Trayvon Martin’s parents on decision not to charge Zimmerman with hate crime
On Monday, Trayvon Martin should have been blowing out candles and celebrating with family and friends.
The teenager, who attended Michael M. Krop Senior High in Northeast Miami-Dade, was shot and killed Feb. 26, 2012, by a neighborhood crime watch captain in Sanford.
His death in Central Florida came three weeks after the Miami Gardens teen turned 17.
The boy’s father, Tracy Martin, maintained that the unarmed teen stepped out from The Retreat at Twin Lakes community for snacks around 7 that winter evening during halftime of the NBA All-Star Game.
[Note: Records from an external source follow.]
//! 动作列表的文本编解码
//!
//! 块结构的 key/value 文档，人可直接编辑。写出和读回共享同一套
//! 记录形状；缺失字段整行省略。

mod reader;
mod writer;

pub use reader::read_action_list;
pub use writer::write_action_list;

use crate::model::ActionList;
use std::path::Path;
use thiserror::Error;

/// 编解码错误类型
#[derive(Error, Debug)]
pub enum CodecError {
    #[error("语法错误 (第 {line} 行): {message}")]
    Syntax { line: usize, message: String },

    #[error("IO 错误: {0}")]
    Io(#[from] std::io::Error),
}

/// 把动作列表写入文件
pub fn write_action_list_file(
    path: impl AsRef<Path>,
    list: &ActionList,
) -> Result<(), CodecError> {
    std::fs::write(path, write_action_list(list))?;
    Ok(())
}

/// 从文件读取动作列表
pub fn read_action_list_file(path: impl AsRef<Path>) -> Result<ActionList, CodecError> {
    let content = std::fs::read_to_string(path)?;
    read_action_list(&content)
}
Trayvon then came across George Zimmerman, who had just called 911 about seeing a “suspicious person in the area.”
Zimmerman ended up shooting the student, who was on a one-week suspension from school, once in the chest after a scuffle.
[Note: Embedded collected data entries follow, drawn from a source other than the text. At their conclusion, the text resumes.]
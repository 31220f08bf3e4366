use crate::variable::types::VariableContext;
use regex::{Captures, Regex};
use std::sync::OnceLock;

/// 变量替换器
pub struct VariableResolver;

impl VariableResolver {
    /// 替换文本中的所有 ${variable} 占位符
    ///
    /// 未绑定的占位符保持原样，调用方可以在之后的读取点再次解析。
    pub fn resolve(text: &str, context: &VariableContext) -> String {
        static VAR_REGEX: OnceLock<Regex> = OnceLock::new();
        let re = VAR_REGEX
            .get_or_init(|| Regex::new(r"\$\{([a-zA-Z_][a-zA-Z0-9_.-]*)\}").unwrap());

        re.replace_all(text, |caps: &Captures| {
            let var_name = &caps[1];
            context.get(var_name).unwrap_or(&caps[0]).to_string()
        })
        .to_string()
    }

    /// 文本是否包含 ${variable} 引用
    pub fn has_placeholder(text: &str) -> bool {
        static VAR_REGEX: OnceLock<Regex> = OnceLock::new();
        let re = VAR_REGEX
            .get_or_init(|| Regex::new(r"\$\{([a-zA-Z_][a-zA-Z0-9_.-]*)\}").unwrap());
        re.is_match(text)
    }
}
The watch captain, then 28 years old, was eventually found not guilty of second-degree murder after a five-week trial in July 2013 that provoked nationwide debates on the Sunshine State’s “Stand Your Ground” law.
Zimmerman has since been in various run-ins with the law and, most recently, threatened rap superstar Jay-Z , who is said to be co-producing an upcoming documentary about him called “Rest in Power: The Trayvon Martin Story.”
On his birthday, Trayvon’s memory lived on — on social media.
His mother, Sybrina Fulton, also dedicated a post to him: “Happy Heavenly ‘23’ Birthday Trayvon,” with sad face emojis.
Fulton, who recently co-authored a book with Tracy Martin about their son, Rest in Power, also posted information about a peaceful walk from 8 a.m. to noon Saturday at Miami Carol City Park, hosted by actor Faizon Love with local bands performing and food. Email email@example.com or call 786-504-4235.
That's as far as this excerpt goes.